• _ASSIGNMENT_
How do the records below read from their first line through the line containing "impl Display for"? Write those lines out exactly.

• _TASK DATA_
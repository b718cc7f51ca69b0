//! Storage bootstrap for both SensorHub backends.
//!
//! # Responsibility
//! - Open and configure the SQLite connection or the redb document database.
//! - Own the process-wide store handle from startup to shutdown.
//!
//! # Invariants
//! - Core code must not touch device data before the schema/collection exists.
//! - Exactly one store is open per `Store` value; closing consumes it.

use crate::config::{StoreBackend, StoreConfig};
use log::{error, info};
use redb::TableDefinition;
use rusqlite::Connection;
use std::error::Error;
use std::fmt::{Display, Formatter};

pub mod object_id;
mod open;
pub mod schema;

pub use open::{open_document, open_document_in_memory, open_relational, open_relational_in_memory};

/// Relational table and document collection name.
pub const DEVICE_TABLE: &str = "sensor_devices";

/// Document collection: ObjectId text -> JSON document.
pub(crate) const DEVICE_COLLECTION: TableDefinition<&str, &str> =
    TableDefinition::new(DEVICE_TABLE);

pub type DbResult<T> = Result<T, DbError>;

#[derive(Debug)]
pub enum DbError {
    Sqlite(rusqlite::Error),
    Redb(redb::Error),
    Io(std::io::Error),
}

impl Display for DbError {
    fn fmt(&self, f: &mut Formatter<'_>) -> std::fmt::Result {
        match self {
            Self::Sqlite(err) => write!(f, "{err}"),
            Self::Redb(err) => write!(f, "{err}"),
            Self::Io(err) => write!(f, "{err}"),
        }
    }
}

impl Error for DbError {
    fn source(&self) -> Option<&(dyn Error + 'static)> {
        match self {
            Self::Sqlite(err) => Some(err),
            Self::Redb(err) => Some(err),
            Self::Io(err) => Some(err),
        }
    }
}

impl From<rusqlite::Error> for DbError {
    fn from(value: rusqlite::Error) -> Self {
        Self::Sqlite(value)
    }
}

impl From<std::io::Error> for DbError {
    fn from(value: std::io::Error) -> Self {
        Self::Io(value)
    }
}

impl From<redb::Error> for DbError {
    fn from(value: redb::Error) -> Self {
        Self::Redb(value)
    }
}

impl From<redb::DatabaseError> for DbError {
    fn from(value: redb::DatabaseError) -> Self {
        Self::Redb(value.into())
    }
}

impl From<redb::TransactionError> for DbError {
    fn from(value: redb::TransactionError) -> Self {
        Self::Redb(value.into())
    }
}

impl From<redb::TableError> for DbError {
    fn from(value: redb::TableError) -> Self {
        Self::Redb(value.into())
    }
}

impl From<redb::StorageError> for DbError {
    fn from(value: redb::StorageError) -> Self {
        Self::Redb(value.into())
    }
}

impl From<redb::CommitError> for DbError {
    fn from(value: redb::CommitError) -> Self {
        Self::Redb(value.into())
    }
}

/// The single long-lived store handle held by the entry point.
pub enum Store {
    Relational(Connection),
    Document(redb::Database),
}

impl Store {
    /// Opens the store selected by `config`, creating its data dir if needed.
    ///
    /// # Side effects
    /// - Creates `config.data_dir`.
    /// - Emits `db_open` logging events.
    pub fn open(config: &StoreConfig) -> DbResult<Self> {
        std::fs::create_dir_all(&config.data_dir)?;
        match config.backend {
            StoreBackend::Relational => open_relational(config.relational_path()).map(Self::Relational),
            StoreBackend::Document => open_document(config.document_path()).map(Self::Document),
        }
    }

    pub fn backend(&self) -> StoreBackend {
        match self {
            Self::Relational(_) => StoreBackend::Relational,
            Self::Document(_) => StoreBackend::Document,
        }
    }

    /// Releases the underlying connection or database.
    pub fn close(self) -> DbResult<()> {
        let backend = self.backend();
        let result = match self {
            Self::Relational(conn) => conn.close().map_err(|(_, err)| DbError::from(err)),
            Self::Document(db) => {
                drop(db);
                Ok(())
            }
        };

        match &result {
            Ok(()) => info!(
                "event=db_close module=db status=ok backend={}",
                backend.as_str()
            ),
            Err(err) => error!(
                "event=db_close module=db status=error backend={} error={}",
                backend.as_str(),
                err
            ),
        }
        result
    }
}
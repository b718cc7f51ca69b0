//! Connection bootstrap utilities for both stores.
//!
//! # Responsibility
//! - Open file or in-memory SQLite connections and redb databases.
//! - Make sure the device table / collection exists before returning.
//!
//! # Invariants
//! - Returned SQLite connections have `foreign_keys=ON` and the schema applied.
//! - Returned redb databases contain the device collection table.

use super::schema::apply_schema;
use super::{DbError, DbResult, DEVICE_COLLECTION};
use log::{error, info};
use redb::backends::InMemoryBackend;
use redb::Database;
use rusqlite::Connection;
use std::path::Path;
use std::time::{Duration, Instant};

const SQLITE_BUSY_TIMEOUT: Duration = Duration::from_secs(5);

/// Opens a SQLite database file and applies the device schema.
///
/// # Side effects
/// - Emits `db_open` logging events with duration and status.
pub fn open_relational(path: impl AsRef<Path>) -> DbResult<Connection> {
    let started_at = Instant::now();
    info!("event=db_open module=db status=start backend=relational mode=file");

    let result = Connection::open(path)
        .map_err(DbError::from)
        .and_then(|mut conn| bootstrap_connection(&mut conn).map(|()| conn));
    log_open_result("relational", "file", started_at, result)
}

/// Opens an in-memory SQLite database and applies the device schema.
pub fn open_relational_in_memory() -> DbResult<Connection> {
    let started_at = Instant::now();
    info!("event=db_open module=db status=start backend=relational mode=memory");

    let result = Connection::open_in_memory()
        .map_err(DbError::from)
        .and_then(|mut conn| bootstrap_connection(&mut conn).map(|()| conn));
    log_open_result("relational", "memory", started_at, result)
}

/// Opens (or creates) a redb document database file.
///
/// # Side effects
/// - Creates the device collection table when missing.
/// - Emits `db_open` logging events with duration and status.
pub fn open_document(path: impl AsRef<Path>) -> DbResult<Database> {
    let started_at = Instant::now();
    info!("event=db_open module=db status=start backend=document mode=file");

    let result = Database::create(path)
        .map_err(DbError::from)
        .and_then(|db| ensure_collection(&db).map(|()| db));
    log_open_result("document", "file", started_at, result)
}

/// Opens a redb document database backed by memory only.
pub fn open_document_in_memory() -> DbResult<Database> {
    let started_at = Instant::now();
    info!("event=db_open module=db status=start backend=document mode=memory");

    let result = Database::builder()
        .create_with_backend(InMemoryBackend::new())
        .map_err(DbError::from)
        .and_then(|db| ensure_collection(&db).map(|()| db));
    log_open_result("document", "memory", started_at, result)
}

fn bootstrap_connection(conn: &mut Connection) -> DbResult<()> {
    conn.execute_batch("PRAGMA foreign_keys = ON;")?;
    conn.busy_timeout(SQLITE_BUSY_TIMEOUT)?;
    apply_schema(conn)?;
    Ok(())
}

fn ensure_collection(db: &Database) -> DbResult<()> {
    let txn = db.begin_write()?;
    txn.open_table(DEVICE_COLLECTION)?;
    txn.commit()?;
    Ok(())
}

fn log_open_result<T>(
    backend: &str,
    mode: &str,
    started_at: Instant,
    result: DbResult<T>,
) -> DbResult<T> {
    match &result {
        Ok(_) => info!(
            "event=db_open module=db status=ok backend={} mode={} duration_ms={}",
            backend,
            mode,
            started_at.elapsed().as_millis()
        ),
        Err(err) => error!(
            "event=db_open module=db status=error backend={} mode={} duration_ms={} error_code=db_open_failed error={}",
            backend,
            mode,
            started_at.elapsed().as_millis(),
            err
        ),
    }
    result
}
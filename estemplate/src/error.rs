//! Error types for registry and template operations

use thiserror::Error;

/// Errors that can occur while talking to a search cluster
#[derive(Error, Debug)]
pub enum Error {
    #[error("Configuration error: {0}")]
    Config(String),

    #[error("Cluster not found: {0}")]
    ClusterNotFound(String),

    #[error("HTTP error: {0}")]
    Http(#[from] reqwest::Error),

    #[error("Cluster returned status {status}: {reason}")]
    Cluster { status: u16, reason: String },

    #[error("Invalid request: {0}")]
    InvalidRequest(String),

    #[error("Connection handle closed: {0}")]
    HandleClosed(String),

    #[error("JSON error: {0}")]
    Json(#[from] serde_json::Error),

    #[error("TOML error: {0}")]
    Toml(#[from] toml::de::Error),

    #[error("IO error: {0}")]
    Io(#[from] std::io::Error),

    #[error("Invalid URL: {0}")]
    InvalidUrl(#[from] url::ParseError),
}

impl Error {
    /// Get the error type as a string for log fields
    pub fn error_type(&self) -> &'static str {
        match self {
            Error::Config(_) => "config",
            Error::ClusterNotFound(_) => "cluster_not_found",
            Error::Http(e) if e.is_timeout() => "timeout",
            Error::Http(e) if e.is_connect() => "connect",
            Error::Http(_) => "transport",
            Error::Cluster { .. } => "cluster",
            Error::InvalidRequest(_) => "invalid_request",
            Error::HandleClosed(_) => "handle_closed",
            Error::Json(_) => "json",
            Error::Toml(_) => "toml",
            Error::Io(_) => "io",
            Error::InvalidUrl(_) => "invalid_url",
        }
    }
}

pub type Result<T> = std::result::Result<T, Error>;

• _ANSWER SPACE_
repository b718cc7f51ca69b0
//! Storage bootstrap for both SensorHub backends.
//!
//! # Responsibility
//! - Open and configure the SQLite connection or the redb document database.
//! - Own the process-wide store handle from startup to shutdown.
//!
//! # Invariants
//! - Core code must not touch device data before the schema/collection exists.
//! - Exactly one store is open per `Store` value; closing consumes it.

use crate::config::{StoreBackend, StoreConfig};
use log::{error, info};
use redb::TableDefinition;
use rusqlite::Connection;
use std::error::Error;
use std::fmt::{Display, Formatter};

pub mod object_id;
mod open;
pub mod schema;

pub use open::{open_document, open_document_in_memory, open_relational, open_relational_in_memory};

/// Relational table and document collection name.
pub const DEVICE_TABLE: &str = "sensor_devices";

/// Document collection: ObjectId text -> JSON document.
pub(crate) const DEVICE_COLLECTION: TableDefinition<&str, &str> =
    TableDefinition::new(DEVICE_TABLE);

pub type DbResult<T> = Result<T, DbError>;

#[derive(Debug)]
pub enum DbError {
    Sqlite(rusqlite::Error),
    Redb(redb::Error),
    Io(std::io::Error),
}

impl Display for DbError {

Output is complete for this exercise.